When last we left Andy's collection of toys, they had been saved from incineration, and transported by Andy to little Bonnie, a shy 4 year old toddler with a rich inner life. The movie begins in flashback with a crisis: it's raining and Andy has brought in his toys from playing outside. All except one. The mechanical race-car, RC, has been left outside and is struggling to keep from being swept away in a gully-washer. Woody (voiced again by Tom Hanks) organizes a rescue party and with the help of Slinky-dog (voiced by Blake Clark) rescues RC. But, another toy is about to be lost—Bo Peep (voiced by Annie Potts) and her three-headed sheep is being given away as her lamp is no longer needed in Andy's sister's room. Woody tries to rescue her—it's what he does—from being exiled to another home, but Bo Peep will have none of it. She accepts her fate. "Sometimes, toys get lost in the yard or put in the wrong box. It's okay. I'm not Andy's toy. It's time for the next kid." And she gets carted away, while Andy can only watch hopelessly, lying lumped in the car-port in the rain.
Cut to now—and Bonnie's world. Woody organizes the toys—it's what he does—calming their fears as they're consigned to the closet on cleaning day. Bonnie comes back from the dust-up and pulls the toys from their temporary confinement, all except Woody, who can only watch and wonder what's changed.* A lot, it turns out. It's the end of summer, and Bonnie is now five—time for a big transition (there a lot of them in Toy Story 4), as the shy little girl is about to be thrust into the world of an unprotective collective—kindergarten, and she is required to go to "orientation." Bonnie has always been a shy child, tremulously so. And the prospect of going to kindergarten without a parental leg to hide behind is devastating to her, causing a melt-down. What she needs is a sheriff to come to the rescue—or, at least, that's what Woody thinks—so he stashes himself in her back-pack, a stowaway to school. 
It's a scary place with other kids, kids without borders or boundaries and unchecked id's. When she sits down for activities, another child swipes all her arts supplies. Woody observes all this and manages to find a way to sneak out of his hiding place and toss Bonnie with supplies in the trash. She's inspired to take a stick, a spork, pipe-cleaners, and some play-doh and makes her own toy and companion—"Forky" (voiced by a wonderful Tony Hale)—who manages to sustain Bonnie through the day and give her a sense of accomplish.

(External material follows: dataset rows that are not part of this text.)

//! # Catalog Command
//!
//! `malha teams` pages through the catalog the way the product grid does:
//! optional league filter, name search, ten teams per page. `malha leagues`
//! lists the ids the league filter accepts.

use anyhow::Context;
use tracing::debug;

use super::open_service;
use crate::cli::{LeaguesArgs, TeamsArgs};
use crate::config::StorefrontConfig;
use crate::services::camisas;
use malha_core::validation::validate_search_query;
use malha_core::{League, Size, Team};
use malha_store::{CatalogRepository, Page, TeamQuery};

/// Runs `malha teams` and returns the output.
pub async fn run(args: &TeamsArgs, config: StorefrontConfig) -> anyhow::Result<String> {
    debug!(league = ?args.league, search = ?args.search, page = args.page, "teams command");

    let search = args
        .search
        .as_deref()
        .map(validate_search_query)
        .transpose()
        .context("invalid search")?;

    let service = open_service(&args.catalog, None, Vec::new(), config)?;
    let query = TeamQuery {
        league_id: args.league,
        search,
        page: args.page,
        ..TeamQuery::default()
    };
    let page = service.store().list_teams(&query).await?;

    if args.json {
        return Ok(serde_json::to_string_pretty(&page)?);
    }
    Ok(render(&page, service.config()))
}

/// Runs `malha leagues` and returns the output.
pub async fn run_leagues(args: &LeaguesArgs, config: StorefrontConfig) -> anyhow::Result<String> {
    debug!(catalog = %args.catalog.display(), "leagues command");

    let service = open_service(&args.catalog, None, Vec::new(), config)?;
    let leagues = service.leagues().await?;

    if args.json {
        return Ok(serde_json::to_string_pretty(&leagues)?);
    }
    Ok(render_leagues(&leagues))
}

/// `#id  name`, one league per row.
pub fn render_leagues(leagues: &[League]) -> String {
    if leagues.is_empty() {
        return "Nenhuma liga cadastrada.".to_string();
    }
    leagues
        .iter()
        .map(|league| format!("  #{:<4} {}", league.id, league.name))
        .collect::<Vec<_>>()
        .join("\n")
}

/// One row per team with its selling price and available sizes.
pub fn render(page: &Page<Team>, config: &StorefrontConfig) -> String {
    if page.items.is_empty() {
        return "Nenhuma camisa encontrada.".to_string();
    }

    let mut out: Vec<String> = page
        .items
        .iter()
        .map(|team| {
            let sizes: Vec<&str> = Size::ALL
                .iter()
                .filter(|&&size| team.is_available(size))
                .map(|size| size.code())
                .collect();
            format!(
                "  #{:<4} {:<30} {:>12}  [{}]",
                team.id,
                team.name,
                config.format_currency(team.unit_price(config.list_price_factor_bps)),
                if sizes.is_empty() {
                    "esgotado".to_string()
                } else {
                    sizes.join(" ")
                }
            )
        })
        .collect();
    out.push(format!(
        "  Página {} de {} ({})",
        page.page,
        page.total_pages().max(1),
        camisas(page.total as i64)
    ));
    out.join("\n")
}
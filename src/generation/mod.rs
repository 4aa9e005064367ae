//! 内容生成：把格式化后的提示词发给托管的 chat-completion 接口。

mod client;
mod types;

pub use client::HfClient;

use std::fmt;

use serde::{Deserialize, Serialize};

use crate::prompt::PromptRequest;

// ---------------------------------------------------------------------------
// 错误类型
// ---------------------------------------------------------------------------

#[derive(Debug, Clone, PartialEq, Eq, Serialize, Deserialize)]
#[serde(tag = "kind", content = "message")]
pub enum GenerationError {
    /// 未配置 API key，未发出任何请求
    MissingApiKey,
    Timeout,
    /// 连接失败、TLS 等传输层错误
    Request(String),
    /// 服务端返回非 2xx
    Http { status: u16, message: String },
    /// 响应中没有任何文本
    EmptyResponse,
    /// 响应体不是预期的 JSON
    Decode(String),
}

impl fmt::Display for GenerationError {
    fn fmt(&self, f: &mut fmt::Formatter<'_>) -> fmt::Result {
        match self {
            GenerationError::MissingApiKey => {
                f.write_str("No API key configured (set DOCAGENT_API_KEY or HF_TOKEN)")
            }
            GenerationError::Timeout => f.write_str("The request timed out, try again later"),
            GenerationError::Request(msg) => write!(f, "Request failed: {msg}"),
            GenerationError::Http { status, message } => write!(f, "HTTP {status}: {message}"),
            GenerationError::EmptyResponse => f.write_str("The model returned no content"),
            GenerationError::Decode(msg) => write!(f, "Could not decode response: {msg}"),
        }
    }
}

impl std::error::Error for GenerationError {}

// ---------------------------------------------------------------------------
// 后端抽象
// ---------------------------------------------------------------------------

/// 发出一次补全请求，阻塞直到返回文本或错误
pub trait CompletionBackend {
    fn complete(&self, prompt: &str, max_tokens: u32) -> Result<String, GenerationError>;
}

/// 格式化提示词并调用一次后端；不重试
pub fn generate<B: CompletionBackend + ?Sized>(
    backend: &B,
    request: &PromptRequest,
    max_tokens: u32,
) -> Result<String, GenerationError> {
    let formatted = request.format();
    log::info!(
        "[generation] tone={} prompt_chars={} max_tokens={max_tokens}",
        request.tone(),
        request.prompt().chars().count()
    );
    let text = backend.complete(&formatted, max_tokens)?;
    if text.trim().is_empty() {
        return Err(GenerationError::EmptyResponse);
    }
    Ok(text)
}
use std::fmt;
use std::path::{Path, PathBuf};
use std::str::FromStr;

use serde::{Deserialize, Serialize};

use super::reader::{read_docx_paragraphs, read_pdf_pages};
use super::writer::{write_docx_paragraphs, write_pdf, write_text};
use super::{DocError, DocFormat};

/// 支持的转换方向。其余组合一律视为不支持。
#[derive(Debug, Clone, Copy, PartialEq, Eq, Serialize, Deserialize)]
#[serde(rename_all = "kebab-case")]
pub enum Conversion {
    DocxToPdf,
    PdfToText,
    PdfToDocx,
}

impl Conversion {
    pub const ALL: [Conversion; 3] = [
        Conversion::DocxToPdf,
        Conversion::PdfToText,
        Conversion::PdfToDocx,
    ];

    pub fn between(from: DocFormat, to: DocFormat) -> Result<Self, DocError> {
        match (from, to) {
            (DocFormat::Docx, DocFormat::Pdf) => Ok(Conversion::DocxToPdf),
            (DocFormat::Pdf, DocFormat::Text) => Ok(Conversion::PdfToText),
            (DocFormat::Pdf, DocFormat::Docx) => Ok(Conversion::PdfToDocx),
            _ => Err(DocError::UnsupportedConversion {
                from: from.label().to_string(),
                to: to.label().to_string(),
            }),
        }
    }

    pub fn source(self) -> DocFormat {
        match self {
            Conversion::DocxToPdf => DocFormat::Docx,
            Conversion::PdfToText | Conversion::PdfToDocx => DocFormat::Pdf,
        }
    }

    pub fn target(self) -> DocFormat {
        match self {
            Conversion::DocxToPdf => DocFormat::Pdf,
            Conversion::PdfToText => DocFormat::Text,
            Conversion::PdfToDocx => DocFormat::Docx,
        }
    }

    /// 界面展示用的名称，如 "DOCX to PDF"
    pub fn label(self) -> String {
        format!("{} to {}", self.source().label(), self.target().label())
    }
}

impl fmt::Display for Conversion {
    fn fmt(&self, f: &mut fmt::Formatter<'_>) -> fmt::Result {
        f.write_str(&self.label())
    }
}

impl FromStr for Conversion {
    type Err = DocError;

    /// 接受 "DOCX to PDF"、"docx-to-pdf"、"pdf2txt" 等写法
    fn from_str(s: &str) -> Result<Self, Self::Err> {
        let lower = s.trim().to_ascii_lowercase();
        let parts: Option<(&str, &str)> = [" to ", "-to-", "_to_", "2", "->"]
            .iter()
            .find_map(|sep| lower.split_once(sep));
        let Some((from, to)) = parts else {
            return Err(DocError::UnsupportedConversion {
                from: s.trim().to_string(),
                to: String::new(),
            });
        };
        let unsupported = || DocError::UnsupportedConversion {
            from: from.trim().to_ascii_uppercase(),
            to: to.trim().to_ascii_uppercase(),
        };
        let from = DocFormat::from_extension(from.trim()).ok_or_else(unsupported)?;
        let to = DocFormat::from_extension(to.trim()).ok_or_else(unsupported)?;
        Conversion::between(from, to)
    }
}

// ---------------------------------------------------------------------------
// convert
// ---------------------------------------------------------------------------

/// 按转换类型读取源文件并写出目标格式。只保留文本，格式与图片丢失。
pub fn convert(input: &Path, output: &Path, conversion: Conversion) -> Result<PathBuf, DocError> {
    log::info!(
        "[documents] convert {} -> {} ({conversion})",
        input.display(),
        output.display()
    );
    match conversion {
        Conversion::DocxToPdf => {
            let content = read_docx_paragraphs(input)?.join("\n");
            write_pdf(&content, output)
        }
        Conversion::PdfToText => {
            let content = read_pdf_pages(input)?.join("\n");
            write_text(&content, output)
        }
        Conversion::PdfToDocx => {
            let pages = read_pdf_pages(input)?;
            write_docx_paragraphs(&pages, output)
        }
    }
}

/// 由输入、输出扩展名推断转换方向；不支持的组合在读写任何文件之前被拒绝
pub fn convert_file(input: &Path, output: &Path) -> Result<PathBuf, DocError> {
    let conversion = Conversion::between(DocFormat::from_path(input)?, DocFormat::from_path(output)?)?;
    convert(input, output, conversion)
}
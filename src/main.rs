//! docagent CLI - generate, read and convert documents

use std::path::PathBuf;

use anyhow::{Context, Result};
use clap::{Parser, Subcommand};
use docagent_lib::AppConfig;

mod commands;

#[derive(Parser)]
#[command(name = "docagent")]
#[command(version)]
#[command(about = "Generate text with a hosted model and save it as TXT, DOCX or PDF", long_about = None)]
struct Cli {
    #[command(subcommand)]
    command: Commands,

    /// Path to config file
    #[arg(short, long, global = true)]
    config: Option<PathBuf>,

    /// Verbose output (-v info, -vv debug)
    #[arg(short, long, global = true, action = clap::ArgAction::Count)]
    verbose: u8,
}

#[derive(Subcommand)]
enum Commands {
    /// Generate content from a prompt and print or save it
    Generate(commands::generate::GenerateArgs),

    /// Read the text of a TXT, DOCX or PDF file
    Read {
        /// File to read
        input: PathBuf,

        /// Save the extracted text into another file (format from extension)
        #[arg(long)]
        save_as: Option<PathBuf>,
    },

    /// Convert between document formats
    Convert {
        /// Source file
        input: PathBuf,

        /// Destination file
        output: PathBuf,

        /// Conversion kind (docx-to-pdf, pdf-to-txt, pdf-to-docx); inferred from extensions when omitted
        #[arg(short, long)]
        kind: Option<String>,
    },

    /// Inspect configuration
    Config {
        #[command(subcommand)]
        action: ConfigAction,
    },
}

#[derive(Subcommand)]
enum ConfigAction {
    /// Show resolved configuration (API key redacted)
    Show,

    /// Show config file path
    Path,
}

fn init_logging(verbose: u8) {
    let level = match verbose {
        0 => log::LevelFilter::Warn,
        1 => log::LevelFilter::Info,
        _ => log::LevelFilter::Debug,
    };
    let mut builder = env_logger::Builder::new();
    builder
        .filter_level(level)
        .target(env_logger::Target::Stderr);
    if let Ok(spec) = std::env::var("RUST_LOG") {
        builder.parse_filters(&spec);
    }
    builder.init();
}

fn main() -> Result<()> {
    let cli = Cli::parse();
    init_logging(cli.verbose);

    let config = AppConfig::load(cli.config.as_deref()).context("Failed to load configuration")?;

    match cli.command {
        Commands::Generate(args) => commands::generate::run(&config, &args),
        Commands::Read { input, save_as } => commands::read::run(&config, &input, save_as.as_deref()),
        Commands::Convert { input, output, kind } => {
            commands::convert::run(&input, &output, kind.as_deref())
        }
        Commands::Config { action } => match action {
            ConfigAction::Show => commands::config::show(&config),
            ConfigAction::Path => commands::config::show_path(cli.config.as_deref()),
        },
    }
}
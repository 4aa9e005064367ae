//! Shared test helpers for modules that read process environment variables.
//! A single global lock serializes all env-var-mutating tests across modules.

use std::ffi::OsString;
use std::sync::Mutex;

static SERIAL: Mutex<()> = Mutex::new(());

/// Set (`Some`) or remove (`None`) each variable, run `f`, then restore the
/// previous values.
pub fn with_env<F: FnOnce()>(vars: &[(&str, Option<&str>)], f: F) {
    let _lock = SERIAL.lock().unwrap_or_else(|poisoned| poisoned.into_inner());

    let previous: Vec<(String, Option<OsString>)> = vars
        .iter()
        .map(|(key, _)| (key.to_string(), std::env::var_os(key)))
        .collect();
    for (key, value) in vars {
        match value {
            Some(v) => unsafe { std::env::set_var(key, v) },
            None => unsafe { std::env::remove_var(key) },
        }
    }

    let outcome = std::panic::catch_unwind(std::panic::AssertUnwindSafe(f));

    for (key, prev) in previous {
        restore_var(&key, prev);
    }
    if let Err(panic) = outcome {
        std::panic::resume_unwind(panic);
    }
}

fn restore_var(key: &str, prev: Option<OsString>) {
    match prev {
        Some(v) => unsafe { std::env::set_var(key, v) },
        None => unsafe { std::env::remove_var(key) },
    }
}
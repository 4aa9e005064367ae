//! 最小 PDF 生成：Courier 等宽字体 + WinAnsi 编码，自动换行、自动分页。

use lopdf::content::{Content, Operation};
use lopdf::{dictionary, Document, Object, ObjectId, Stream};

use super::DocError;

const MM: f32 = 72.0 / 25.4;

// A4
const PAGE_WIDTH: f32 = 210.0 * MM;
const PAGE_HEIGHT: f32 = 297.0 * MM;

const MARGIN_SIDE: f32 = 10.0 * MM;
const MARGIN_TOP: f32 = 10.0 * MM;
/// 自动分页的底边距
const MARGIN_BOTTOM: f32 = 15.0 * MM;
const LINE_HEIGHT: f32 = 10.0 * MM;

const FONT_NAME: &str = "Courier";
const FONT_SIZE: f32 = 12.0;
/// Courier 所有字形宽度均为 600/1000 em
const GLYPH_WIDTH: f32 = FONT_SIZE * 0.6;

const TAB_SPACES: &str = "    ";
const REPLACEMENT: u8 = b'?';

/// 每行可容纳的字符数
pub(super) fn chars_per_line() -> usize {
    ((PAGE_WIDTH - 2.0 * MARGIN_SIDE) / GLYPH_WIDTH).floor() as usize
}

/// 每页可容纳的行数
pub(super) fn lines_per_page() -> usize {
    ((PAGE_HEIGHT - MARGIN_TOP - MARGIN_BOTTOM) / LINE_HEIGHT).floor() as usize
}

/// 把字符映射为 WinAnsi 单字节；Latin-1 之外的字符与 C1 控制字符替换为 `?`
pub(super) fn encode_latin1_lossy(line: &str) -> Vec<u8> {
    line.chars()
        .map(|ch| match ch as u32 {
            0x20..=0x7E | 0xA0..=0xFF => ch as u32 as u8,
            _ => REPLACEMENT,
        })
        .collect()
}

/// 按空格断词贪心折行；超长单词硬切。原文中的换行保留为独立行，空行保留。
pub(super) fn wrap_text(content: &str, width: usize) -> Vec<String> {
    let width = width.max(1);
    let mut lines = Vec::new();
    for raw in content.replace("\r\n", "\n").split('\n') {
        let raw = raw.replace('\r', "").replace('\t', TAB_SPACES);
        if raw.trim().is_empty() {
            lines.push(String::new());
            continue;
        }
        let mut current = String::new();
        let mut current_len = 0usize;
        for word in raw.split(' ').filter(|w| !w.is_empty()) {
            let mut word: Vec<char> = word.chars().collect();
            let needed = if current_len == 0 { word.len() } else { current_len + 1 + word.len() };
            if needed <= width {
                if current_len > 0 {
                    current.push(' ');
                    current_len += 1;
                }
                current.extend(word.iter());
                current_len += word.len();
                continue;
            }
            if current_len > 0 {
                lines.push(std::mem::take(&mut current));
                current_len = 0;
            }
            while word.len() > width {
                let rest = word.split_off(width);
                lines.push(word.into_iter().collect());
                word = rest;
            }
            current_len = word.len();
            current = word.into_iter().collect();
        }
        lines.push(current);
    }
    lines
}

/// 生成 PDF 字节。空内容也会产出一个空白页。
pub(super) fn render_pdf(content: &str) -> Result<Vec<u8>, DocError> {
    let lines = wrap_text(content, chars_per_line());
    let per_page = lines_per_page();
    let mut pages: Vec<&[String]> = lines.chunks(per_page).collect();
    if pages.is_empty() {
        pages.push(&[]);
    }

    let mut doc = Document::with_version("1.5");
    let pages_id = doc.new_object_id();
    let font_id = doc.add_object(dictionary! {
        "Type" => "Font",
        "Subtype" => "Type1",
        "BaseFont" => FONT_NAME,
        "Encoding" => "WinAnsiEncoding",
    });
    let resources_id = doc.add_object(dictionary! {
        "Font" => dictionary! {
            "F1" => font_id,
        },
    });

    let mut kids: Vec<Object> = Vec::with_capacity(pages.len());
    for page_lines in &pages {
        let page_id = add_page(&mut doc, pages_id, page_lines)?;
        kids.push(page_id.into());
    }

    let count = kids.len() as i64;
    let pages_dict = dictionary! {
        "Type" => "Pages",
        "Kids" => kids,
        "Count" => count,
        "Resources" => resources_id,
        "MediaBox" => vec![0.into(), 0.into(), PAGE_WIDTH.into(), PAGE_HEIGHT.into()],
    };
    doc.objects.insert(pages_id, Object::Dictionary(pages_dict));

    let catalog_id = doc.add_object(dictionary! {
        "Type" => "Catalog",
        "Pages" => pages_id,
    });
    doc.trailer.set("Root", catalog_id);
    doc.compress();

    let mut out = Vec::new();
    doc.save_to(&mut out)
        .map_err(|e| DocError::Pdf(format!("failed to write PDF: {e}")))?;
    Ok(out)
}

fn add_page(doc: &mut Document, pages_id: ObjectId, lines: &[String]) -> Result<ObjectId, DocError> {
    let mut operations = vec![
        Operation::new("BT", vec![]),
        Operation::new("Tf", vec!["F1".into(), FONT_SIZE.into()]),
    ];
    // 基线放在行框的中部，与行高 10mm 的单元格对齐
    let first_baseline = PAGE_HEIGHT - MARGIN_TOP - (LINE_HEIGHT + FONT_SIZE * 0.7) / 2.0;
    for (i, line) in lines.iter().enumerate() {
        if i == 0 {
            operations.push(Operation::new(
                "Td",
                vec![MARGIN_SIDE.into(), first_baseline.into()],
            ));
        } else {
            operations.push(Operation::new("Td", vec![0.into(), (-LINE_HEIGHT).into()]));
        }
        if !line.is_empty() {
            operations.push(Operation::new(
                "Tj",
                vec![Object::string_literal(encode_latin1_lossy(line))],
            ));
        }
    }
    operations.push(Operation::new("ET", vec![]));

    let content = Content { operations };
    let encoded = content
        .encode()
        .map_err(|e| DocError::Pdf(format!("failed to encode page content: {e}")))?;
    let content_id = doc.add_object(Stream::new(dictionary! {}, encoded));
    Ok(doc.add_object(dictionary! {
        "Type" => "Page",
        "Parent" => pages_id,
        "Contents" => content_id,
    }))
}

Good enough. But, when Bonnie gets home ("I finished kindergarten!!" "Uh...honey?"), Woody introduces Forky to the other toys.
But, Forky has issues. He's a bit pre-verbal and can't quite see himself as a toy, but, rather as trash. It's an instinctual fixation and he must be restrained from constantly throwing himself in the nearest dumpster. Leave that to Woody, who has his own instinctual fixation—it inspires composer Randy Newman (Yay!) to write a lovely gospel song entitled "I Can't Let You Throw Yourself Away" exposing Woody as a plasticene guardian angel, a caretaker—and he wails to Buzz Lightyear (voiced by Tim Allen) "I don't know if you remember what it was like when Andy was a kid, but, I don't remember it being this hard!"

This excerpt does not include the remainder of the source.